Is your data integration on par with your competitors?
Sourcing Quality Data
Poor data can severely disrupt your business operations, or worse, steer your company in the entirely wrong direction. A misguided path could easily lead your business astray, and it could take years to get back on the right track.
Quality data, on the other hand, is a powerful tool that can push your business ahead by leaps and bounds. To source quality data, be sure that you buy from reputable companies, which understand the need to acquire data with honesty and integrity.
For example, data gathered from consumer surveys where the consumer is not paid for their opinion is better than data compiled from paid surveys. With paid surveys, the impetus is to complete as many surveys as possible in order to get paid as much as possible. The answers garnered can’t be guaranteed to be honest.
Unpaid surveys more often illicit honest responses, and the data that comes from them is higher quality.
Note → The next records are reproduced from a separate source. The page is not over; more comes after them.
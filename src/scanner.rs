// ABOUTME: Scanner module turning raw source text into a token sequence

use crate::error::Diagnostics;
use crate::token::{keyword, Literal, Token, TokenKind};

pub struct Scanner<'a> {
    source: &'a [u8],
    diagnostics: &'a Diagnostics,
    start: usize,
    current: usize,
    line: usize,
    tokens: Vec<Token>,
}

impl<'a> Scanner<'a> {
    pub fn new(source: &'a str, diagnostics: &'a Diagnostics) -> Self {
        Scanner {
            source: source.as_bytes(),
            diagnostics,
            start: 0,
            current: 0,
            line: 1,
            tokens: Vec::new(),
        }
    }

    pub fn scan_tokens(mut self) -> Vec<Token> {
        while !self.is_at_end() {
            self.start = self.current;
            self.scan_token();
        }
        self.tokens
            .push(Token::new(TokenKind::Eof, "", Literal::None, self.line));
        self.tokens
    }

    fn scan_token(&mut self) {
        let c = self.advance();
        match c {
            b'(' => self.add_token(TokenKind::LeftParen),
            b')' => self.add_token(TokenKind::RightParen),
            b'{' => self.add_token(TokenKind::LeftBrace),
            b'}' => self.add_token(TokenKind::RightBrace),
            b',' => self.add_token(TokenKind::Comma),
            b'.' => self.add_token(TokenKind::Dot),
            b'-' => self.add_token(TokenKind::Minus),
            b'+' => self.add_token(TokenKind::Plus),
            b';' => self.add_token(TokenKind::Semicolon),
            b'*' => self.add_token(TokenKind::Star),
            b'!' => {
                let kind = if self.advance_if(b'=') {
                    TokenKind::BangEqual
                } else {
                    TokenKind::Bang
                };
                self.add_token(kind);
            }
            b'=' => {
                let kind = if self.advance_if(b'=') {
                    TokenKind::EqualEqual
                } else {
                    TokenKind::Equal
                };
                self.add_token(kind);
            }
            b'<' => {
                let kind = if self.advance_if(b'=') {
                    TokenKind::LessEqual
                } else {
                    TokenKind::Less
                };
                self.add_token(kind);
            }
            b'>' => {
                let kind = if self.advance_if(b'=') {
                    TokenKind::GreaterEqual
                } else {
                    TokenKind::Greater
                };
                self.add_token(kind);
            }
            b'/' => {
                if self.advance_if(b'/') {
                    while self.peek() != b'\n' && !self.is_at_end() {
                        self.current += 1;
                    }
                } else {
                    self.add_token(TokenKind::Slash);
                }
            }
            b' ' | b'\t' | b'\r' => {}
            b'\n' => self.line += 1,
            b'"' => self.string(),
            _ if c.is_ascii_digit() => self.number(),
            _ if is_identifier_start(c) => self.identifier(),
            _ => self
                .diagnostics
                .error(self.line, "Unexpected character."),
        }
    }

    fn identifier(&mut self) {
        while is_identifier_continue(self.peek()) {
            self.current += 1;
        }
        let text = self.lexeme();
        let kind = keyword(&text).unwrap_or(TokenKind::Identifier);
        self.add_token(kind);
    }

    fn number(&mut self) {
        while self.peek().is_ascii_digit() {
            self.current += 1;
        }
        if self.peek() == b'.' && self.peek_next().is_ascii_digit() {
            self.current += 1;
            while self.peek().is_ascii_digit() {
                self.current += 1;
            }
        }
        let text = self.lexeme();
        let value: f64 = text.parse().expect("scanner only admits digits and one dot");
        self.add_token_with_literal(TokenKind::Number, Literal::Number(value));
    }

    fn string(&mut self) {
        let opening_line = self.line;
        while self.peek() != b'"' && !self.is_at_end() {
            if self.peek() == b'\n' {
                self.line += 1;
            }
            self.current += 1;
        }
        if self.is_at_end() {
            self.diagnostics
                .error(opening_line, "Unterminated string.");
            return;
        }
        self.current += 1; // closing quote
        let value = String::from_utf8_lossy(&self.source[self.start + 1..self.current - 1]).into_owned();
        self.add_token_with_literal(TokenKind::String, Literal::Str(value));
    }

    fn lexeme(&self) -> String {
        String::from_utf8_lossy(&self.source[self.start..self.current]).into_owned()
    }

    fn add_token(&mut self, kind: TokenKind) {
        self.add_token_with_literal(kind, Literal::None);
    }

    fn add_token_with_literal(&mut self, kind: TokenKind, literal: Literal) {
        let lexeme = self.lexeme();
        self.tokens.push(Token::new(kind, lexeme, literal, self.line));
    }

    fn advance(&mut self) -> u8 {
        let c = self.source[self.current];
        self.current += 1;
        c
    }

    fn advance_if(&mut self, expected: u8) -> bool {
        if self.is_at_end() || self.source[self.current] != expected {
            return false;
        }
        self.current += 1;
        true
    }

    fn peek(&self) -> u8 {
        if self.is_at_end() {
            b'\0'
        } else {
            self.source[self.current]
        }
    }

    fn peek_next(&self) -> u8 {
        if self.current + 1 >= self.source.len() {
            b'\0'
        } else {
            self.source[self.current + 1]
        }
    }

    fn is_at_end(&self) -> bool {
        self.current >= self.source.len()
    }
}

fn is_identifier_start(c: u8) -> bool {
    c.is_ascii_alphabetic() || c == b'_'
}

fn is_identifier_continue(c: u8) -> bool {
    c.is_ascii_alphanumeric() || c == b'_'
}
use crate::map::Store;

/// Key-ordered map over parallel key/value vectors. Every operation is a
/// binary search plus, for mutation, a shift of the tail.
///
/// Reservation policy matches the hash backend: `ceil(required / 0.6)`.
#[derive(Debug)]
pub struct SortedArrayMap<K, V> {
    keys: Vec<K>,
    values: Vec<V>,
}

impl<K: Ord, V> SortedArrayMap<K, V> {
    pub fn new() -> Self {
        SortedArrayMap {
            keys: Vec::new(),
            values: Vec::new(),
        }
    }

    pub fn reserve(&mut self, additional: usize) {
        let required = self.keys.len() + additional;
        if required <= self.keys.capacity() {
            return;
        }

        let new_capacity = (required as f64 / 0.6).ceil() as usize;
        let grow_by = new_capacity - self.keys.len();
        self.keys.reserve_exact(grow_by);
        self.values.reserve_exact(grow_by);
    }

    fn search(&self, key: &K) -> Result<usize, usize> {
        crate::array::binary_search::search_with(&self.keys, key, &|a, b| a.cmp(b))
    }

    fn insert_at(&mut self, index: usize, key: K, value: V) {
        self.reserve(1);
        self.keys.insert(index, key);
        self.values.insert(index, value);
    }
}

impl<K: Ord, V> Store<K, V> for SortedArrayMap<K, V> {
    fn put(&mut self, key: K, value: V) -> Option<V> {
        match self.search(&key) {
            Ok(index) => Some(std::mem::replace(&mut self.values[index], value)),
            Err(index) => {
                self.insert_at(index, key, value);
                None
            }
        }
    }

    fn get_or_insert_with(&mut self, key: K, make: &mut dyn FnMut() -> V) -> &mut V {
        let index = match self.search(&key) {
            Ok(index) => index,
            Err(index) => {
                let value = make();
                self.insert_at(index, key, value);
                index
            }
        };
        &mut self.values[index]
    }

    fn get(&self, key: &K) -> Option<&V> {
        self.search(key).ok().map(|index| &self.values[index])
    }

    fn get_mut(&mut self, key: &K) -> Option<&mut V> {
        match self.search(key) {
            Ok(index) => Some(&mut self.values[index]),
            Err(_) => None,
        }
    }

    fn remove(&mut self, key: &K) -> Option<V> {
        match self.search(key) {
            Ok(index) => {
                self.keys.remove(index);
                Some(self.values.remove(index))
            }
            Err(_) => None,
        }
    }

    fn len(&self) -> usize {
        self.keys.len()
    }

    fn capacity(&self) -> usize {
        self.keys.capacity()
    }

    fn clear(&mut self) {
        self.keys.clear();
        self.values.clear();
    }

    fn iter<'a>(&'a self) -> Box<dyn Iterator<Item = (&'a K, &'a V)> + 'a> {
        Box::new(self.keys.iter().zip(self.values.iter()))
    }

    fn iter_mut<'a>(&'a mut self) -> Box<dyn Iterator<Item = (&'a K, &'a mut V)> + 'a> {
        Box::new(self.keys.iter().zip(self.values.iter_mut()))
    }

    fn drain(&mut self) -> Vec<(K, V)> {
        self.keys.drain(..).zip(self.values.drain(..)).collect()
    }
}

impl<K: Ord, V> Default for SortedArrayMap<K, V> {
    fn default() -> Self {
        Self::new()
    }
}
Importing Data into Systems
Once you have the data acquired, you need to import it into your analysis system software so it can be viewed, crunched and used. Your data analysis system is a critical part of the business intelligence process, so choose wisely. There are several things to look for in any data analysis system you consider.
First, there should be redundancies in the data protection. This will help your business avoid liability issues should any breach occur, and it will help protect your business information, as well.
Secondly, the system should be able to be accessed via an Internet connection from anywhere in the world. Whether or not any of your employees work from home or while traveling now, they may do so in the future, so you want to be able to accommodate that possibility.
Thirdly, you want a data analysis system that your department team members can manipulate to serve their individual needs.
For example, your HR department will want to look at hiring trends in the marketplace, whereas your marketing department will be more interested in looking at things like consumer buying trends.
Everyone should be able to gain valuable insight from the one data analysis system; you shouldn’t have to buy different systems for different departments.
From here on out, every major business decision you make can be done with the whole picture in mind.
When you incorporate data integration into your business, you can be sure to have all the information you need, at your fingertips.